### Material provided
━━━

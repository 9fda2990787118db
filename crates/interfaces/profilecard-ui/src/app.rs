use crate::components::app_bar;
use crate::screens::{user_details, users_list};
use crate::textures::AvatarTextures;
use crate::theme::*;
use eframe::egui;
use egui_taffy::bg::simple::{TuiBackground, TuiBuilderLogicWithBackground};
use egui_taffy::taffy::prelude::{length, percent};
use egui_taffy::{taffy, tui, TuiBuilderLogic};

use profilecard_app_core::{AppCommand, ProfileCardApplication, ScreenVm};

pub struct ProfileCardUiApp {
    core: ProfileCardApplication,
    textures: AvatarTextures,
}

impl ProfileCardUiApp {
    pub fn new(mut core: ProfileCardApplication) -> Self {
        core.dispatch(AppCommand::MountCurrentView);
        Self {
            core,
            textures: AvatarTextures::default(),
        }
    }
}

impl eframe::App for ProfileCardUiApp {
    fn update(&mut self, ctx: &egui::Context, _frame: &mut eframe::Frame) {
        if self.core.tick() {
            ctx.request_repaint();
        }
        self.core
            .store
            .read(|s| self.textures.retain(|k| s.avatars.contains_key(k)));

        ctx.options_mut(|options| {
            options.max_passes = std::num::NonZeroUsize::MIN.saturating_add(2);
        });
        ctx.style_mut(|style| {
            // Measure text without wrapping so egui_taffy layout is width-independent.
            style.wrap_mode = Some(egui::TextWrapMode::Extend);
        });

        let screen = self.core.screen();
        let last_error = self.core.state().last_error;
        let mut commands = Vec::new();

        // Escape and the mouse "back" button behave like the system back action.
        if ctx.input(|i| {
            i.key_pressed(egui::Key::Escape) || i.pointer.button_pressed(egui::PointerButton::Extra1)
        }) {
            commands.push(AppCommand::NavigateBack);
        }

        egui::CentralPanel::default()
            .frame(egui::Frame::default().fill(COL_BACKGROUND))
            .show(ctx, |ui| {
                tui(ui, ui.id().with("root"))
                    .reserve_available_space()
                    .style(taffy::Style {
                        flex_direction: taffy::FlexDirection::Column,
                        size: percent(1.),
                        min_size: taffy::Size {
                            width: percent(1.),
                            height: length(0.0),
                        },
                        ..Default::default()
                    })
                    .show(|tui| {
                        tui.style(taffy::Style {
                            size: taffy::Size {
                                width: percent(1.),
                                height: length(APP_BAR_HEIGHT),
                            },
                            flex_shrink: 0.0,
                            ..Default::default()
                        })
                        .add(|tui| {
                            let resp = app_bar::draw(tui, screen.app_bar());
                            // The home icon on the list is decorative.
                            if resp.icon_clicked && matches!(screen, ScreenVm::UserDetails(_)) {
                                commands.push(AppCommand::NavigateBack);
                            }
                        });

                        if let Some(message) = &last_error {
                            tui.style(taffy::Style {
                                flex_direction: taffy::FlexDirection::Row,
                                justify_content: Some(taffy::JustifyContent::SpaceBetween),
                                align_items: Some(taffy::AlignItems::Center),
                                padding: length(8.0),
                                flex_shrink: 0.0,
                                size: taffy::Size {
                                    width: percent(1.),
                                    height: length(40.0),
                                },
                                ..Default::default()
                            })
                            .bg_add(
                                TuiBackground::new()
                                    .with_background_color(COL_ERROR.linear_multiply(0.12))
                                    .with_border_color(COL_ERROR)
                                    .with_border_width(1.0),
                                |tui| {
                                    tui.label(egui::RichText::new(message).color(COL_ERROR));
                                    if tui.ui(|ui| ui.button("DISMISS")).clicked() {
                                        commands.push(AppCommand::DismissError);
                                    }
                                },
                            );
                        }

                        match &screen {
                            ScreenVm::UsersList(vm) => {
                                if let Some(id) = users_list::draw(tui, vm, &mut self.textures) {
                                    commands.push(AppCommand::OpenDetails(id));
                                }
                            }
                            ScreenVm::UserDetails(vm) => {
                                user_details::draw(tui, vm, &mut self.textures)
                            }
                        }
                    });
            });

        for cmd in commands {
            tracing::debug!("Dispatching {:?}", cmd);
            self.core.dispatch(cmd);
        }

        if self.core.has_pending_avatars() {
            ctx.request_repaint_after(std::time::Duration::from_millis(50));
        }
    }
}
#[derive(Debug, thiserror::Error)]
pub enum AvatarError {
    #[error("unsupported avatar reference `{0}`")]
    UnsupportedReference(String),
    #[error("http error: {0}")]
    Http(#[from] reqwest::Error),
    #[error("server responded with {status} for {url}")]
    Status { status: u16, url: String },
    #[error("io error: {0}")]
    Io(#[from] std::io::Error),
    #[error("decode error: {0}")]
    Decode(#[from] image::ImageError),
    #[error("decode task failed: {0}")]
    Join(#[from] tokio::task::JoinError),
}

━━━

### Work to be completed
Read through the entries, then copy every line where the string "NavigateBack" is found.

### Your solution
            commands.push(AppCommand::NavigateBack);
                                commands.push(AppCommand::NavigateBack);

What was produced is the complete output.